Chapter One
Esme
Morning light seeps into my cold bedroom, a losing battle against the dark cloud that hangs over me.
The ghosts are supposed to disappear during the daytime, aren’t they?
But I still feel them, like a chain around my neck. They whisper in my ear. They tap on the sill.
Dr. White is convinced that these phenomena are paranoid delusions.
He’s probably right.
But knowing that doesn’t stop the heavy feeling. Even when I’m alone in my bed, unable to get up. Unable to move.
Or “unwilling,” as the weary doctor corrects me.
I should do as he suggests. He’s the best in the business, and he’s been providing house calls to our family and others like us for decades.
I squint at the creeping morning light as static from the intercom fills the room. The unfortunate noise promises another long day of being cajoled to do something. To make the most of the day. To make some decisions about the house. Or to attend a charitable function. To meet with a contractor. To meet with my counselor, my aromatherapist, and so on and so on.

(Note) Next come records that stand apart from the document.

use std::{
    fs::File,
    io::{BufWriter, Write as _},
    path::{Path, PathBuf},
    time::Duration,
};

use anyhow::Context as _;
use clap::{Args, Parser, Subcommand};
use tracing_subscriber::EnvFilter;

use aeropulse::{
    EngineOpts, FlagLoader, FrameResult, ImageOffer, PhaseKind, Show, SwarmEngine, twinkle_scale,
};

#[derive(Parser, Debug)]
#[command(name = "aeropulse", version)]
struct Cli {
    /// Log engine diagnostics (phase transitions, subject changes) to stderr.
    #[arg(long, short, global = true)]
    verbose: bool,

    #[command(subcommand)]
    cmd: Command,
}

#[derive(Subcommand, Debug)]
enum Command {
    /// Simulate up to a point in time and render a front-view PNG of the swarm.
    Frame(FrameArgs),
    /// Simulate up to a point in time and write the frame as JSON.
    Dump(DumpArgs),
    /// Print the validated phase list of a show.
    Timeline(ShowArgs),
}

#[derive(Args, Debug)]
struct ShowArgs {
    /// Show JSON path, or a preset name (`flag-wave`, `monkey-king`).
    #[arg(long)]
    show: String,

    /// Drone count for presets (ignored for JSON shows).
    #[arg(long, default_value_t = aeropulse::DEFAULT_DRONES)]
    drones: usize,
}

#[derive(Args, Debug)]
struct SimArgs {
    #[command(flatten)]
    show: ShowArgs,

    /// Subject image (PNG, JPEG, ...) sampled for per-drone colors.
    #[arg(long)]
    flag: Option<PathBuf>,

    /// Simulated time in seconds.
    #[arg(long, default_value_t = 6.0)]
    time: f64,

    /// Simulation steps per second.
    #[arg(long, default_value_t = 60.0)]
    fps: f64,

    /// Update drones on a rayon pool.
    #[arg(long)]
    parallel: bool,
}

#[derive(Args, Debug)]
struct FrameArgs {
    #[command(flatten)]
    sim: SimArgs,

    /// Output PNG path.
    #[arg(long)]
    out: PathBuf,

    /// Output width in pixels.
    #[arg(long, default_value_t = 960)]
    width: u32,

    /// Output height in pixels.
    #[arg(long, default_value_t = 540)]
    height: u32,
}

#[derive(Args, Debug)]
struct DumpArgs {
    #[command(flatten)]
    sim: SimArgs,

    /// Output JSON path; stdout when omitted.
    #[arg(long)]
    out: Option<PathBuf>,
}

fn main() -> anyhow::Result<()> {
    let cli = Cli::parse();
    init_tracing(cli.verbose);
    match cli.cmd {
        Command::Frame(args) => cmd_frame(args),
        Command::Dump(args) => cmd_dump(args),
        Command::Timeline(args) => cmd_timeline(args),
    }
}

fn init_tracing(verbose: bool) {
    let fallback = if verbose { "aeropulse=debug" } else { "warn" };
    let filter = EnvFilter::try_from_default_env().unwrap_or_else(|_| EnvFilter::new(fallback));
    tracing_subscriber::fmt()
        .with_env_filter(filter)
        .with_writer(std::io::stderr)
        .init();
}

fn load_show(args: &ShowArgs) -> anyhow::Result<Show> {
    let show = match Show::preset(&args.show, args.drones) {
        Some(show) => show,
        None => Show::from_path(&args.show)
            .with_context(|| format!("load show '{}' (not a preset name either)", args.show))?,
    };
    show.validate()?;
    Ok(show)
}

fn build_engine(sim: &SimArgs) -> anyhow::Result<SwarmEngine> {
    if !sim.fps.is_finite() || sim.fps <= 0.0 {
        anyhow::bail!("--fps must be > 0");
    }
    if !sim.time.is_finite() || sim.time < 0.0 {
        anyhow::bail!("--time must be >= 0");
    }

    let show = load_show(&sim.show)?;
    let opts = EngineOpts {
        max_delta: EngineOpts::default().max_delta.max(1.0 / sim.fps),
        parallel: sim.parallel,
        ..EngineOpts::default()
    };
    let mut engine = SwarmEngine::new(&show, opts)?;

    if let Some(path) = &sim.flag {
        let loader = FlagLoader::new();
        loader.load_path(engine.subject(), path);
        match loader.recv_into(&mut engine, Duration::from_secs(30)) {
            Some(ImageOffer::Applied) => {}
            other => anyhow::bail!("flag image '{}' was not applied ({other:?})", path.display()),
        }
    }
    Ok(engine)
}

fn simulate<'a>(engine: &'a mut SwarmEngine, sim: &SimArgs) -> FrameResult<'a> {
    let steps = (sim.time * sim.fps).round() as u64;
    let dt = 1.0 / sim.fps;
    for _ in 1..steps {
        engine.update(dt);
    }
    engine.update(if steps == 0 { 0.0 } else { dt })
}

fn cmd_frame(args: FrameArgs) -> anyhow::Result<()> {
    if args.width == 0 || args.height == 0 {
        anyhow::bail!("--width and --height must be >= 1");
    }
    let mut engine = build_engine(&args.sim)?;
    let frame = simulate(&mut engine, &args.sim);
    let rgba = rasterize(&frame, args.width, args.height);

    if let Some(parent) = args.out.parent() {
        std::fs::create_dir_all(parent)
            .with_context(|| format!("create output dir '{}'", parent.display()))?;
    }

    image::save_buffer_with_format(
        &args.out,
        &rgba,
        args.width,
        args.height,
        image::ColorType::Rgba8,
        image::ImageFormat::Png,
    )
    .with_context(|| format!("write png '{}'", args.out.display()))?;

    eprintln!(
        "wrote {} (phase '{}', progress {:.3})",
        args.out.display(),
        frame.phase,
        frame.progress
    );
    Ok(())
}

fn cmd_dump(args: DumpArgs) -> anyhow::Result<()> {
    let mut engine = build_engine(&args.sim)?;
    let snapshot = simulate(&mut engine, &args.sim).snapshot();

    match &args.out {
        Some(path) => {
            let f = create_file(path)?;
            let mut w = BufWriter::new(f);
            serde_json::to_writer_pretty(&mut w, &snapshot)
                .with_context(|| format!("write frame JSON '{}'", path.display()))?;
            w.flush()?;
        }
        None => {
            let stdout = std::io::stdout();
            let mut w = stdout.lock();
            serde_json::to_writer_pretty(&mut w, &snapshot).context("write frame JSON")?;
            writeln!(w)?;
        }
    }
    Ok(())
}

fn cmd_timeline(args: ShowArgs) -> anyhow::Result<()> {
    let show = load_show(&args)?;
    println!("drones: {}", show.drone_count);
    let mut start = 0.0;
    for (i, phase) in show.phases.iter().enumerate() {
        let what = match &phase.kind {
            PhaseKind::Hold { formation } => format!("hold {formation}"),
            PhaseKind::Morph { from, to, ease } => format!("morph {from} -> {to} ({ease:?})"),
            PhaseKind::Wave { formation } => format!("wave {formation}"),
        };
        let secs = phase.duration.seconds();
        let len = if secs.is_finite() {
            format!("{secs:.2}s")
        } else {
            "indefinite".to_owned()
        };
        println!("[{i}] {start:>7.2}s  {:<12} {what}, {len}", phase.name);
        start += secs;
    }
    println!("end: {:?}", show.end);
    Ok(())
}

fn create_file(path: &Path) -> anyhow::Result<File> {
    if let Some(parent) = path.parent() {
        std::fs::create_dir_all(parent)
            .with_context(|| format!("create output dir '{}'", parent.display()))?;
    }
    File::create(path).with_context(|| format!("create '{}'", path.display()))
}

/// Orthographic front view (x right, y up) fitted to the canvas.
fn rasterize(frame: &FrameResult<'_>, width: u32, height: u32) -> Vec<u8> {
    const BACKGROUND: [u8; 4] = [6, 8, 18, 255];

    let mut buf = BACKGROUND.repeat(width as usize * height as usize);
    let Some((min, max)) = bounds_xy(frame) else {
        return buf;
    };

    let (w, h) = (f64::from(width), f64::from(height));
    let span_x = (max[0] - min[0]).max(1e-6);
    let span_y = (max[1] - min[1]).max(1e-6);
    let scale = (w * 0.9 / span_x).min(h * 0.9 / span_y);
    let cx = (min[0] + max[0]) * 0.5;
    let cy = (min[1] + max[1]) * 0.5;
    let base_radius = (w.min(h) / 400.0).max(1.0);

    for (i, p) in frame.positions.iter().enumerate() {
        let px = w * 0.5 + (p.x - cx) * scale;
        let py = h * 0.5 - (p.y - cy) * scale;
        let r = base_radius * twinkle_scale(i, frame.elapsed);
        let rgba = frame.color_of(i).to_rgba8();
        splat(&mut buf, width, height, px, py, r, rgba);
    }
    buf
}

fn bounds_xy(frame: &FrameResult<'_>) -> Option<([f64; 2], [f64; 2])> {
    let mut it = frame.positions.iter().filter(|p| p.is_finite());
    let first = it.next()?;
    let mut min = [first.x, first.y];
    let mut max = min;
    for p in it {
        min = [min[0].min(p.x), min[1].min(p.y)];
        max = [max[0].max(p.x), max[1].max(p.y)];
    }
    Some((min, max))
}

fn splat(buf: &mut [u8], width: u32, height: u32, px: f64, py: f64, r: f64, rgba: [u8; 4]) {
    let x0 = (px - r).floor().max(0.0) as i64;
    let y0 = (py - r).floor().max(0.0) as i64;
    let x1 = ((px + r).ceil() as i64).min(i64::from(width) - 1);
    let y1 = ((py + r).ceil() as i64).min(i64::from(height) - 1);
    for y in y0..=y1 {
        for x in x0..=x1 {
            let dx = x as f64 + 0.5 - px;
            let dy = y as f64 + 0.5 - py;
            if dx * dx + dy * dy <= r * r {
                let i = (y as usize * width as usize + x as usize) * 4;
                buf[i..i + 4].copy_from_slice(&rgba);
            }
        }
    }
}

How in the hell am I supposed to do any of that when none of it matters?
“Ms. Bryant. It snowed overnight.”
I lift my head and look at the door, half expecting Frye to open it and scold me out of bed. But he doesn’t do that. He’s tried that before. Tough love doesn’t work on me. And lately he doesn’t seem to have the fortitude to overcome his fear of heights to climb the grated metal stairs to my turret bedroom. Looking down through the slats always makes him queasy, poor man.
I don’t answer. I’d have to get out of bed and shuffle to the device on the wall to do that, and this room is cold, an easy excuse to stay huddled where I am.
Frye pushes, though. Through the intercom, he gives an off-sounding chuckle, dry and forced. “Remember how excited you used to get when you were a little girl? When you would wake up to snow and I could hardly keep up with you long enough to button your coat before you would burst outside to make snow angels?”
I don’t remember that.
I don’t remember it because I refuse to. Because of the people who are no longer with me, to share in any new memories.
I know what Frye is doing. He’s trying to remind me that I used to be happy, hoping that will help me.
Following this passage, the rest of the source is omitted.